→ **Problem details**
Could you restate word for word every line of the records below, from the first one to the one holding "Same five verbs"?
+ + + + + + +
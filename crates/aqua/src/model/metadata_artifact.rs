//! 🏷️ Metadata artifacts: named blobs hanging off a model's metadata keys.
//!
//! A README under custom metadata `README`, a license under defined metadata
//! `License`. Same five verbs for both families (create, update, get, head,
//! delete); the family is a [`MetadataArtifactKind`] argument instead of ten
//! near-identical methods.

use std::collections::BTreeMap;
use std::path::{Path, PathBuf};

use serde::Serialize;
use tracing::{debug, info};

use super::catalog::ModelCatalog;
use super::datascience_model::DataScienceModel;
use crate::error::{AquaError, AquaResult};
use crate::object_storage_uri::ObjectStorageUri;
use crate::oci::transport::RawResponse;

pub use crate::oci::data_science::MetadataArtifactKind;

/// 📎 The service only cares that it is a form upload with *a* filename.
pub const METADATA_CONTENT_DISPOSITION: &str = "form-data; name=\"file\"; filename=\"readme.*\"";

/// 📦 Where the artifact bytes come from.
#[derive(Debug, Clone, PartialEq)]
pub enum MetadataArtifactSource {
    Content(Vec<u8>),
    Local(PathBuf),
    /// 🪣 `oci://bucket@namespace/object`
    ObjectStorage(String),
}

/// 🧾 What the service said back: every header plus the status code.
#[derive(Debug, Clone, PartialEq, Serialize)]
pub struct MetadataArtifactDetails {
    pub headers: BTreeMap<String, String>,
    pub status: String,
}

impl From<RawResponse> for MetadataArtifactDetails {
    fn from(response: RawResponse) -> Self {
        Self {
            headers: response.headers,
            status: response.status.to_string(),
        }
    }
}

fn family(kind: MetadataArtifactKind) -> &'static str {
    match kind {
        MetadataArtifactKind::Custom => "custom",
        MetadataArtifactKind::Defined => "defined",
    }
}
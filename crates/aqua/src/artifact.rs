//! 🗜️ Artifact transfer: deciding how bytes move, then moving them.
//!
//! [`selector`] decides, [`uploader`] and [`downloader`] do, [`archive`] zips.

pub mod archive;
pub mod downloader;
pub mod selector;
pub mod uploader;

pub use downloader::ArtifactDownloader;
pub use selector::{DownloadStrategy, LargeSource, UploadStrategy, select_download, select_upload};
pub use uploader::{ArtifactUploader, UploadOptions};
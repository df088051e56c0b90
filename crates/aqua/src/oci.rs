//! ☁️ OCI service clients.
//!
//! One struct per remote service, all sharing one [`transport::OciTransport`].
//! [`OciClients`] bundles them so the rest of the crate can ask for "the cloud"
//! without caring which of eight hostnames answers.

pub mod compute;
pub mod data_science;
pub mod identity;
pub mod limits;
pub mod logging;
pub mod object_storage;
pub mod search;
pub mod transport;
pub mod virtual_network;

pub use compute::ComputeClient;
pub use data_science::DataScienceClient;
pub use identity::IdentityClient;
pub use limits::LimitsClient;
pub use logging::LoggingClient;
pub use object_storage::ObjectStorageClient;
pub use search::SearchClient;
pub use transport::OciTransport;
pub use virtual_network::VirtualNetworkClient;

use std::sync::Arc;

use crate::app_config::OciConfig;
use crate::error::AquaResult;
use transport::{RequestSigner, resolve_endpoint};

/// 🎒 Every service client, packed for the trip.
#[derive(Debug, Clone)]
pub struct OciClients {
    pub region: String,
    pub data_science: DataScienceClient,
    pub object_storage: ObjectStorageClient,
    pub identity: IdentityClient,
    pub logging: LoggingClient,
    pub virtual_network: VirtualNetworkClient,
    pub limits: LimitsClient,
    pub compute: ComputeClient,
    pub search: SearchClient,
}

impl OciClients {
    pub fn from_config(config: &OciConfig) -> AquaResult<Self> {
        Ok(Self::with_transport(config, OciTransport::new(config)?))
    }

    /// 🔏 Same as [`OciClients::from_config`] but with a caller-supplied signer.
    pub fn with_signer(config: &OciConfig, signer: Arc<dyn RequestSigner>) -> AquaResult<Self> {
        Ok(Self::with_transport(
            config,
            OciTransport::with_signer(config, signer)?,
        ))
    }

    fn with_transport(config: &OciConfig, transport: OciTransport) -> Self {
        let region = config.region.as_str();
        let the_overrides = &config.endpoints;
        Self {
            region: config.region.clone(),
            data_science: DataScienceClient::new(
                transport.clone(),
                resolve_endpoint(
                    the_overrides.data_science.as_ref(),
                    DataScienceClient::ENDPOINT_TEMPLATE,
                    region,
                ),
            ),
            object_storage: ObjectStorageClient::new(
                transport.clone(),
                resolve_endpoint(
                    the_overrides.object_storage.as_ref(),
                    ObjectStorageClient::ENDPOINT_TEMPLATE,
                    region,
                ),
            ),
            identity: IdentityClient::new(
                transport.clone(),
                resolve_endpoint(
                    the_overrides.identity.as_ref(),
                    IdentityClient::ENDPOINT_TEMPLATE,
                    region,
                ),
            ),
            logging: LoggingClient::new(
                transport.clone(),
                resolve_endpoint(
                    the_overrides.logging.as_ref(),
                    LoggingClient::ENDPOINT_TEMPLATE,
                    region,
                ),
            ),
            virtual_network: VirtualNetworkClient::new(
                transport.clone(),
                resolve_endpoint(
                    the_overrides.virtual_network.as_ref(),
                    VirtualNetworkClient::ENDPOINT_TEMPLATE,
                    region,
                ),
            ),
            limits: LimitsClient::new(
                transport.clone(),
                resolve_endpoint(
                    the_overrides.limits.as_ref(),
                    LimitsClient::ENDPOINT_TEMPLATE,
                    region,
                ),
            ),
            compute: ComputeClient::new(
                transport.clone(),
                resolve_endpoint(
                    the_overrides.compute.as_ref(),
                    ComputeClient::ENDPOINT_TEMPLATE,
                    region,
                ),
            ),
            search: SearchClient::new(
                transport,
                resolve_endpoint(
                    the_overrides.search.as_ref(),
                    SearchClient::ENDPOINT_TEMPLATE,
                    region,
                ),
            ),
        }
    }
}

/// 🧪 Shared test helper: every endpoint pointed at one mock server.
#[cfg(test)]
pub(crate) fn mocked_config(base: &str) -> OciConfig {
    let mut config = OciConfig::default();
    let the_base = Some(base.to_string());
    config.endpoints.data_science = the_base.clone();
    config.endpoints.object_storage = the_base.clone();
    config.endpoints.identity = the_base.clone();
    config.endpoints.logging = the_base.clone();
    config.endpoints.virtual_network = the_base.clone();
    config.endpoints.limits = the_base.clone();
    config.endpoints.compute = the_base.clone();
    config.endpoints.search = the_base;
    config
}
+ + + + + + +
→ **Result of the exercise**
filename crates/aqua/src/model/metadata_artifact.rs
//! 🏷️ Metadata artifacts: named blobs hanging off a model's metadata keys.
//!
//! A README under custom metadata `README`, a license under defined metadata
//! `License`. Same five verbs for both families (create, update, get, head,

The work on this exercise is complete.